### PROVIDED INFORMATION:

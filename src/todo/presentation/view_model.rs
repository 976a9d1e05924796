//! State container driving the todo screen.

use super::{TodoEvent, TodoUiState};
use crate::todo::{
    domain::Todo,
    ports::{TodoRepository, TodoRepositoryResult},
    services::TodoUseCases,
};
use futures::StreamExt;
use mockable::Clock;
use std::future::Future;
use std::sync::{Arc, Mutex, PoisonError};
use tokio::sync::watch;
use tokio::task::JoinHandle;
use tracing::{debug, warn};

/// Unidirectional state container for the todo screen.
///
/// Holds one observable [`TodoUiState`], keeps it in step with the live todo
/// list, and applies [`TodoEvent`]s by running use cases. Mutations never
/// touch `tasks` directly; their effect arrives through the live list.
///
/// Must be created inside a tokio runtime. Dropping the view model stops the
/// live-list observation; mutations already in flight still complete.
pub struct TodoViewModel<R, C>
where
    R: TodoRepository + 'static,
    C: Clock + Send + Sync + 'static,
{
    shared: Arc<Shared<R, C>>,
    observation: Mutex<Option<JoinHandle<()>>>,
}

struct Shared<R, C>
where
    R: TodoRepository + 'static,
    C: Clock + Send + Sync + 'static,
{
    state: watch::Sender<TodoUiState>,
    use_cases: TodoUseCases<R>,
    clock: Arc<C>,
}

impl<R, C> TodoViewModel<R, C>
where
    R: TodoRepository + 'static,
    C: Clock + Send + Sync + 'static,
{
    /// Creates the view model and starts observing the live list.
    #[must_use]
    pub fn new(use_cases: TodoUseCases<R>, clock: Arc<C>) -> Self {
        let (state, _) = watch::channel(TodoUiState::initial());
        let view_model = Self {
            shared: Arc::new(Shared {
                state,
                use_cases,
                clock,
            }),
            observation: Mutex::new(None),
        };
        view_model.start_observing();
        view_model
    }

    /// Returns a copy of the current state.
    #[must_use]
    pub fn state(&self) -> TodoUiState {
        self.shared.state.borrow().clone()
    }

    /// Subscribes to state changes.
    #[must_use]
    pub fn subscribe(&self) -> watch::Receiver<TodoUiState> {
        self.shared.state.subscribe()
    }

    /// Applies an event.
    ///
    /// Mutations run as independent tasks and their handles are returned so
    /// callers may await them. Events that are applied synchronously, or
    /// rejected because the title is blank, return `None`.
    pub fn handle_event(&self, event: TodoEvent) -> Option<JoinHandle<()>> {
        match event {
            TodoEvent::Add { title, description } => self.add_todo(&title, &description),
            TodoEvent::Update(todo) => Some(self.spawn_mutation("update todo", move |shared| {
                async move { shared.use_cases.update_todo.execute(&todo).await }
            })),
            TodoEvent::Delete(id) => Some(self.spawn_mutation("delete todo", move |shared| {
                async move { shared.use_cases.delete_todo.execute(id).await }
            })),
            TodoEvent::Reload => {
                self.reload();
                None
            }
            TodoEvent::DismissError => {
                self.shared.state.send_if_modified(|state| state.error.take().is_some());
                None
            }
        }
    }

    fn add_todo(&self, title: &str, description: &str) -> Option<JoinHandle<()>> {
        let title = title.trim();
        if title.is_empty() {
            debug!("ignoring todo with blank title");
            return None;
        }
        let todo = Todo::new(title, description.trim(), &*self.shared.clock);
        Some(self.spawn_mutation("add todo", move |shared| async move {
            shared.use_cases.add_todo.execute(&todo).await.map(|_| ())
        }))
    }

    fn spawn_mutation<F, Fut>(&self, action: &'static str, operation: F) -> JoinHandle<()>
    where
        F: FnOnce(Arc<Shared<R, C>>) -> Fut + Send + 'static,
        Fut: Future<Output = TodoRepositoryResult<()>> + Send + 'static,
    {
        let shared = Arc::clone(&self.shared);
        tokio::spawn(async move {
            match operation(Arc::clone(&shared)).await {
                Ok(()) => {
                    shared.state.send_if_modified(|state| state.error.take().is_some());
                }
                Err(err) => {
                    warn!(error = %err, "failed to {action}");
                    let message = format!("failed to {action}: {err}");
                    shared.state.send_modify(|state| state.error = Some(message));
                }
            }
        })
    }

    fn reload(&self) {
        self.shared.state.send_modify(|state| {
            state.is_loading = true;
            state.error = None;
        });
        self.start_observing();
    }

    fn start_observing(&self) {
        let task = tokio::spawn(observe(Arc::clone(&self.shared)));
        let previous = self
            .observation
            .lock()
            .unwrap_or_else(PoisonError::into_inner)
            .replace(task);
        if let Some(previous) = previous {
            previous.abort();
        }
    }
}

impl<R, C> Drop for TodoViewModel<R, C>
where
    R: TodoRepository + 'static,
    C: Clock + Send + Sync + 'static,
{
    fn drop(&mut self) {
        let observation = self
            .observation
            .get_mut()
            .unwrap_or_else(PoisonError::into_inner)
            .take();
        if let Some(task) = observation {
            task.abort();
        }
    }
}

async fn observe<R, C>(shared: Arc<Shared<R, C>>)
where
    R: TodoRepository + 'static,
    C: Clock + Send + Sync + 'static,
{
    let mut todos = shared.use_cases.get_todos.execute();
    while let Some(snapshot) = todos.next().await {
        match snapshot {
            Ok(tasks) => shared.state.send_modify(|state| {
                state.tasks = tasks;
                state.is_loading = false;
                state.error = None;
            }),
            Err(err) => {
                warn!(error = %err, "todo list observation failed");
                let message = format!("failed to load todos: {err}");
                shared.state.send_modify(|state| {
                    state.is_loading = false;
                    state.error = Some(message);
                });
                return;
            }
        }
    }
}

### ACTION ITEM:
Beginning at the top of the data, extract each line through the line containing "model stops the" and return those lines exactly, with nothing added.

### THE ANSWER:
filename src/todo/presentation/view_model.rs
repository 976a9d1e05924796
//! State container driving the todo screen.

use super::{TodoEvent, TodoUiState};
use crate::todo::{
    domain::Todo,
    ports::{TodoRepository, TodoRepositoryResult},
    services::TodoUseCases,
};
use futures::StreamExt;
use mockable::Clock;
use std::future::Future;
use std::sync::{Arc, Mutex, PoisonError};
use tokio::sync::watch;
use tokio::task::JoinHandle;
use tracing::{debug, warn};

/// Unidirectional state container for the todo screen.
///
/// Holds one observable [`TodoUiState`], keeps it in step with the live todo
/// list, and applies [`TodoEvent`]s by running use cases. Mutations never
/// touch `tasks` directly; their effect arrives through the live list.
///
/// Must be created inside a tokio runtime. Dropping the view model stops the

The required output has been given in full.